[Exercise materials Boundary: Start]

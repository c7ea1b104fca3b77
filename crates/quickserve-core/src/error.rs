//! # Error Types
//!
//! Domain-specific error types for quickserve-core.
//!
//! ## Error Hierarchy
//! ```text
//! ┌─────────────────────────────────────────────────────────────────────────┐
//! │                         Error Types                                     │
//! │                                                                         │
//! │  quickserve-core errors (this file)                                    │
//! │  ├── CoreError        - Business rule violations                       │
//! │  └── ValidationError  - Input validation failures                      │
//! │                                                                         │
//! │  quickserve-demo errors (app crate)                                    │
//! │  └── DemoError        - Config file / environment problems             │
//! │                                                                         │
//! │  Flow: ValidationError → CoreError → anyhow (main only)                │
//! └─────────────────────────────────────────────────────────────────────────┘
//! ```
//!
//! The discount resolver is the one component with no error path: a rule
//! that does not match produces a non-applicable outcome, not an error.
//!
//! Messages carry the order id, item name or amount involved so they can be
//! shown to staff unchanged.

use thiserror::Error;

use crate::money::Money;

/// Result alias for fallible core operations.
pub type CoreResult<T> = Result<T, CoreError>;

// =============================================================================
// Core Error
// =============================================================================

/// Failures raised by menu, order, payment and service operations.
#[derive(Debug, Error)]
pub enum CoreError {
    /// Menu item cannot be found in the catalog.
    #[error("Menu item not found: {0}")]
    MenuItemNotFound(String),

    /// Menu item exists but cannot be sold right now (e.g. breakfast after 10:30).
    #[error("Menu item not available: {0}")]
    ItemUnavailable(String),

    /// Order cannot be found.
    #[error("Order not found: {0}")]
    OrderNotFound(String),

    /// Trying to remove or customize an item that is not on the order.
    #[error("Item '{item}' is not on order {order_id}")]
    ItemNotInOrder { order_id: String, item: String },

    /// Order status machine rejected a transition.
    ///
    /// ## User Workflow
    /// ```text
    /// Order ORD000001 is Completed
    ///      │
    ///      ▼
    /// transition(Cancelled)
    ///      │
    ///      ▼
    /// InvalidStatusTransition { from: "completed", to: "cancelled" }
    /// ```
    #[error("Order {order_id} cannot move from {from} to {to}")]
    InvalidStatusTransition {
        order_id: String,
        from: String,
        to: String,
    },

    /// Order is past the point where lines can be edited.
    #[error("Order {order_id} is {status}, items can no longer be changed")]
    OrderLocked { order_id: String, status: String },

    /// Order failed its type-specific validation.
    #[error("Order {order_id} is invalid: {reason}")]
    InvalidOrder { order_id: String, reason: String },

    /// Order has exceeded maximum allowed lines.
    #[error("Order cannot have more than {max} lines")]
    OrderTooLarge { max: usize },

    /// The service refuses new orders while too many are in flight.
    #[error("Too many active orders (max {max})")]
    TooManyActiveOrders { max: usize },

    /// Requested table is taken or outside the dining room.
    #[error("Table {table} is not available")]
    TableUnavailable { table: u32 },

    /// No free table for the party.
    #[error("No table available for a party of {party_size}")]
    NoTablesAvailable { party_size: u32 },

    /// Every drive-thru lane is at capacity.
    #[error("Drive-thru is full ({lanes} lanes at capacity)")]
    DriveThruFull { lanes: u32 },

    /// Payment amount is outside the accepted range or does not match the order.
    #[error("Invalid payment amount: {reason}")]
    InvalidPaymentAmount { reason: String },

    /// Payment instrument was rejected.
    #[error("Payment declined: {reason}")]
    PaymentDeclined { reason: String },

    /// Not enough money on the instrument.
    #[error("Insufficient funds on {method}: required {required}, available {available}")]
    InsufficientFunds {
        method: String,
        required: Money,
        available: Money,
    },

    /// Order already has a successful payment.
    #[error("Order {order_id} has already been paid")]
    OrderAlreadyPaid { order_id: String },

    /// Payment is not in a state that allows the requested operation.
    #[error("Payment {payment_id} is {status}, cannot perform operation")]
    InvalidPaymentState { payment_id: String, status: String },

    /// Customer tried to redeem more loyalty points than they hold.
    #[error("Insufficient loyalty points: available {available}, requested {requested}")]
    InsufficientPoints { available: u64, requested: u64 },

    /// Restaurant status machine rejected a change.
    #[error("Restaurant cannot move from {from} to {to}")]
    InvalidRestaurantStatus { from: String, to: String },

    /// Opening checks failed (e.g. too few staff on shift).
    #[error("Restaurant is not ready to open: {reason}")]
    NotReadyToOpen { reason: String },

    /// Orders are only taken while the restaurant is open or busy.
    #[error("Restaurant is {status}, not taking orders")]
    RestaurantNotOpen { status: String },

    #[error("Employee not found: {0}")]
    EmployeeNotFound(String),

    #[error("Employee {0} is not active")]
    EmployeeInactive(String),

    #[error("Customer not found: {0}")]
    CustomerNotFound(String),

    /// Staff member lacks the authority for an action.
    #[error("{role} is not authorized to {action}")]
    Unauthorized { role: String, action: String },

    /// Refund is larger than the approver may authorize.
    #[error("Refund of {amount} exceeds approval limit of {limit}")]
    RefundLimitExceeded { amount: Money, limit: Money },

    /// Validation error (wraps ValidationError).
    #[error("Validation error: {0}")]
    Validation(#[from] ValidationError),
}

// =============================================================================
// Validation Error
// =============================================================================

/// Field-level input problems, raised before any state changes.
///
/// These errors occur when input doesn't meet requirements.
/// Used for early validation before business logic runs.
#[derive(Debug, Error)]
pub enum ValidationError {
    /// A required field is missing or empty.
    #[error("{field} is required")]
    Required { field: String },

    /// Field value is too long.
    #[error("{field} must be at most {max} characters")]
    TooLong { field: String, max: usize },

    /// Numeric value is out of range.
    #[error("{field} must be between {min} and {max}")]
    OutOfRange { field: String, min: i64, max: i64 },

    /// Value must be positive.
    #[error("{field} must be positive")]
    MustBePositive { field: String },

    /// Invalid format (e.g., phone number, card number).
    #[error("{field} has invalid format: {reason}")]
    InvalidFormat { field: String, reason: String },

    /// Duplicate value (e.g., two menu items with the same name).
    #[error("{field} '{value}' already exists")]
    Duplicate { field: String, value: String },
}

// =============================================================================
// Unit Tests
// =============================================================================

[Exercise materials Boundary: End]

Could you work out how many lines above contain the string "from"? Only the number should be given.

6